La paura in Il Sesto Senso, come il mistero, cede il passo all’empatia, alla commozione anche, con Cole che infine confessa alla madre il suo dono. Poi c’è il risolvere enigmi, delitti, il riaffiorare di vite sospese spezzate e dimenticate. Il plot twist vede Crowe capire di essere anche lui morto, quella sera di mesi prima, che la moglie non l’ha allontanato, egli è un altro spettro in cerca di pace. L’oltretomba per Shyamalan è tutto intorno a noi, non in qualche luogo religioso o sepolcro, morte e vita sono così strettamente connesse, da paradossalmente mettere da parte persino il concetto di Dio. Il Sesto Senso fu un successo semplicemente straordinario, con quasi 675 milioni di dollari di incasso, sei candidature ai Premi Oscar, tra cui Miglior Film, Sceneggiatura Originale, Regia, e naturalmente Attore Non Protagonista per il fenomenale Osment. Inserito da allora in quasi tutte le classifiche tra i più grandi film americani di sempre, nonché tra i più grandi horror mai concepiti, ha lasciato un segno profondissimo nella memoria emotiva del pubblico. Negli anni a venire ad ogni modo, diversi film avrebbero cercato di recuperarne la visione armoniosa e non più conflittuale con l’aldilà, ma naturalmente solo pochi vi sarebbero riusciti in termini qualitativi.

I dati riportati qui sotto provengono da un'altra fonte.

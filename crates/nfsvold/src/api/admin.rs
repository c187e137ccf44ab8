//! Process administration endpoints.

use std::sync::Arc;

use axum::extract::State;
use axum::http::StatusCode;
use axum::routing::get;
use axum::{Json, Router};
use nfsvol::DriverAdmin;
use tower_http::trace::TraceLayer;

use super::{ErrorResponse, request_scope};

/// Router serving `/evacuate` and `/ping` for `admin`.
pub fn router(admin: Arc<DriverAdmin>) -> Router {
    Router::new()
        .route("/evacuate", get(evacuate))
        .route("/ping", get(ping))
        .layer(TraceLayer::new_for_http())
        .with_state(admin)
}

async fn evacuate(State(admin): State<Arc<DriverAdmin>>) -> (StatusCode, Json<ErrorResponse>) {
    let (ctx, _guard) = request_scope();
    respond("evacuate", ErrorResponse::from_result(&admin.evacuate(&ctx).await))
}

async fn ping(State(admin): State<Arc<DriverAdmin>>) -> (StatusCode, Json<ErrorResponse>) {
    respond("ping", ErrorResponse::from_result(&admin.ping()))
}

fn respond(operation: &str, response: ErrorResponse) -> (StatusCode, Json<ErrorResponse>) {
    if response.err.is_empty() {
        (StatusCode::OK, Json(response))
    } else {
        tracing::error!(operation, error = %response.err, "Admin request failed");
        (StatusCode::INTERNAL_SERVER_ERROR, Json(response))
    }
}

A 25 anni di distanza Il Sesto Senso rimane non solo uno dei film più iconici di fine XX secolo, ma anche una delle prove supreme di quanto con la mera scrittura (questo elemento che il cinema di oggi ha messo in secondo piano) e un’idea di cinema concreta, si possa donare al pubblico qualcosa di elevato ma allo stesso tempo accessibile.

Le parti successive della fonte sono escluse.